Even though I was sick and weak, I was certainly stronger than he was. He was extremely light because of his old age and advanced TB. I walked down the hall to the washroom, which was really just a smelly, filthy small room with a hole in the floor. I stood behind him with my arms under his arms, holding him so he could take care of himself. After he finished, I picked him up and carried him back to his bed. As I began to lay him down, with my head next to his, he kissed me on the cheek, smiled, and said something which I suppose was "thank you."

It was amazing what happened the next morning. One of the other patients whom I didn't know woke me around 4:00 with a steaming cup of delicious Indian tea. He then made motions with his hands (he knew no English) indicating he wanted a tract. As the sun came up, some of the other patients began to approach, motioning that they would also like one of the booklets I had tried to distribute before. Throughout the day people came to me, asking for the Gospel booklets. This included the nurses, the hospital interns, the doctors, until everybody in the hospital had a tract, booklet, or Gospel of John. Over the next few days, several indicated they trusted Christ as Savior as a result of reading the Good News!
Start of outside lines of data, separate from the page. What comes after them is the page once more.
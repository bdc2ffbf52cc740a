use super::*;

fn res() -> Resolution {
    Resolution::new(8, 8).unwrap()
}

fn square() -> Drawable {
    Drawable::new(Rect::new([0, 0], [8, 8], [255, 255, 255, 255]))
}

#[test]
fn hidden_drawable_is_transparent_at_full_size() {
    let mut d = square();
    d.visible.keyframe(false, 5);
    assert!(d.visible_at(0));
    assert!(!d.visible_at(5));

    let out = d.render(res(), 5).unwrap();
    assert_eq!(out, FrameRGBA::transparent(res()));
}

#[test]
fn modifiers_apply_in_order_and_respect_enabled() {
    let mut dim = Modifier::hsva(0.0, 1.0, 0.5, 1.0);
    dim.enabled.keyframe(false, 3);
    let d = square().with_modifier(dim).with_modifier(Modifier::hsva(0.0, 1.0, 1.0, 0.5));

    let on = d.render(res(), 0).unwrap();
    assert_eq!(on.pixel(0, 0), Some([64, 64, 64, 128]));

    let off = d.render(res(), 3).unwrap();
    assert_eq!(off.pixel(0, 0), Some([128, 128, 128, 128]));
}

#[test]
fn every_kind_converts_into_a_drawable() {
    let d: Drawable = Line::new([0, 0], [7, 7], 1, [1, 2, 3, 255]).into();
    assert!(matches!(d.kind, DrawableKind::Line(_)));
    assert_eq!(d.kind.name(), "line");
    let d: Drawable = CircularArc::new([4, 4], 3, 0.0, 90.0, 1, [1, 2, 3, 255]).into();
    assert!(matches!(d.kind, DrawableKind::Arc(_)));
}
use crate::animation::property::Property;
use crate::foundation::error::MotionResult;
use crate::render::blur::gaussian_blur;
use crate::render::frame::{FrameRGBA, premultiply_rgba8_in_place, unpremultiply_rgba8_in_place};

/// Post-processing step applied to a drawable's rendered buffer.
#[derive(Clone, Debug, PartialEq)]
pub struct Modifier {
    /// Per-frame on/off switch; disabled modifiers pass the buffer through.
    pub enabled: Property<bool>,
    pub kind: ModifierKind,
}

#[derive(Clone, Debug, PartialEq)]
pub enum ModifierKind {
    /// Mirror horizontally (`x`) and/or vertically (`y`).
    Flip { x: Property<bool>, y: Property<bool> },
    /// Hue shift in turns; saturation, value and alpha multipliers.
    Hsva {
        h: Property<f64>,
        s: Property<f64>,
        v: Property<f64>,
        a: Property<f64>,
    },
    GaussianBlur { radius: Property<i64> },
}

impl Modifier {
    pub fn new(kind: ModifierKind) -> Self {
        Self {
            enabled: Property::new(true),
            kind,
        }
    }

    pub fn flip(x: bool, y: bool) -> Self {
        Self::new(ModifierKind::Flip {
            x: Property::new(x),
            y: Property::new(y),
        })
    }

    pub fn hsva(h: f64, s: f64, v: f64, a: f64) -> Self {
        Self::new(ModifierKind::Hsva {
            h: Property::new(h),
            s: Property::new(s),
            v: Property::new(v),
            a: Property::new(a),
        })
    }

    pub fn gaussian_blur(radius: i64) -> Self {
        Self::new(ModifierKind::GaussianBlur {
            radius: Property::new(radius),
        })
    }

    pub fn enabled_at(&self, frame: i64) -> bool {
        self.enabled.evaluate(frame)
    }

    /// Transform `buf` as of `frame`. The enabled flag is checked by the caller.
    pub fn apply(&self, buf: FrameRGBA, frame: i64) -> MotionResult<FrameRGBA> {
        match &self.kind {
            ModifierKind::Flip { x, y } => Ok(flip(buf, x.evaluate(frame), y.evaluate(frame))),
            ModifierKind::Hsva { h, s, v, a } => Ok(adjust_hsva(
                buf,
                h.evaluate(frame),
                s.evaluate(frame),
                v.evaluate(frame),
                a.evaluate(frame),
            )),
            ModifierKind::GaussianBlur { radius } => {
                let r = radius.evaluate(frame).clamp(0, i64::from(u16::MAX)) as u32;
                gaussian_blur(&buf, r)
            }
        }
    }
}

fn flip(mut buf: FrameRGBA, x: bool, y: bool) -> FrameRGBA {
    let w = buf.width as usize;
    let row = w * 4;
    if x {
        for line in buf.data.chunks_exact_mut(row) {
            for i in 0..w / 2 {
                let (a, b) = (i * 4, (w - 1 - i) * 4);
                for c in 0..4 {
                    line.swap(a + c, b + c);
                }
            }
        }
    }
    if y {
        let h = buf.height as usize;
        for r in 0..h / 2 {
            let (top, bottom) = buf.data.split_at_mut((h - 1 - r) * row);
            top[r * row..(r + 1) * row].swap_with_slice(&mut bottom[..row]);
        }
    }
    buf
}

fn adjust_hsva(mut buf: FrameRGBA, h: f64, s: f64, v: f64, a: f64) -> FrameRGBA {
    unpremultiply_rgba8_in_place(&mut buf.data);
    for px in buf.data.chunks_exact_mut(4) {
        if px[3] == 0 {
            continue;
        }
        let (hue, sat, val) = rgb_to_hsv(px[0], px[1], px[2]);
        let hue = (hue + h).rem_euclid(1.0);
        let sat = (sat * s).clamp(0.0, 1.0);
        let val = (val * v).clamp(0.0, 1.0);
        let [r, g, b] = hsv_to_rgb(hue, sat, val);
        px[0] = r;
        px[1] = g;
        px[2] = b;
        px[3] = (f64::from(px[3]) * a).round().clamp(0.0, 255.0) as u8;
    }
    premultiply_rgba8_in_place(&mut buf.data);
    buf
}

fn rgb_to_hsv(r: u8, g: u8, b: u8) -> (f64, f64, f64) {
    let (r, g, b) = (
        f64::from(r) / 255.0,
        f64::from(g) / 255.0,
        f64::from(b) / 255.0,
    );
    let max = r.max(g).max(b);
    let min = r.min(g).min(b);
    let delta = max - min;
    if max == 0.0 {
        return (0.0, 0.0, 0.0);
    }
    let s = delta / max;
    if delta == 0.0 {
        return (0.0, s, max);
    }
    let h = if max == r {
        ((g - b) / delta).rem_euclid(6.0)
    } else if max == g {
        (b - r) / delta + 2.0
    } else {
        (r - g) / delta + 4.0
    };
    (h / 6.0, s, max)
}

fn hsv_to_rgb(h: f64, s: f64, v: f64) -> [u8; 3] {
    let sector = h * 6.0;
    let i = sector.floor();
    let f = sector - i;
    let p = v * (1.0 - s);
    let q = v * (1.0 - s * f);
    let t = v * (1.0 - s * (1.0 - f));
    let (r, g, b) = match (i as i64).rem_euclid(6) {
        0 => (v, t, p),
        1 => (q, v, p),
        2 => (p, v, t),
        3 => (p, q, v),
        4 => (t, p, v),
        _ => (v, p, q),
    };
    let to_u8 = |c: f64| (c * 255.0).round().clamp(0.0, 255.0) as u8;
    [to_u8(r), to_u8(g), to_u8(b)]
}

#[cfg(test)]
#[path = "../../tests/unit/drawable/modifier.rs"]
mod tests;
What did it take to reach these people with the Good News of salvation in Christ? It certainly wasn't health. It definitely wasn't the ability to speak or to give an intellectually moving discourse. (Health, and the ability to communicate sensitively to other cultures and peoples are all very important), but what did God use to open their hearts to the Gospel? I simply took an old man to the bathroom. Anyone could have done that! -
As He calls to you today, can you say with integrity before God that your desire is to be that? To get to the place in your life where you do good to others, not because they're worthy, but simply because as Christ lives in and through you, you too are good? If we are not reaching our community, there is a reason. Could it be this one? Let us turn our hearts to God so He might tell us.
Today you might find yourself in the position of the centurion. You have some problem that's beyond your ability to handle. You've done everything you know to do, and now you're only left with that hopeless, helpless feeling that comes from not knowing where to turn. 
The answer is Jesus! Just like this man did, you need to call to Jesus for help. Just come to Him today in a humble recognition of your need. Admit to Him that you can't handle your problem anymore. Admit to Him that He alone is able, and while you're not worthy of His goodness, you appeal to Him on the basis of His goodness. 
Will you put your faith in Him today? Will you recognize the absolute authority of Jesus Christ and His ability to handle your problem? Will you call to Him for help? Will your faith cause Him to marvel? To drop His jaw with wonder?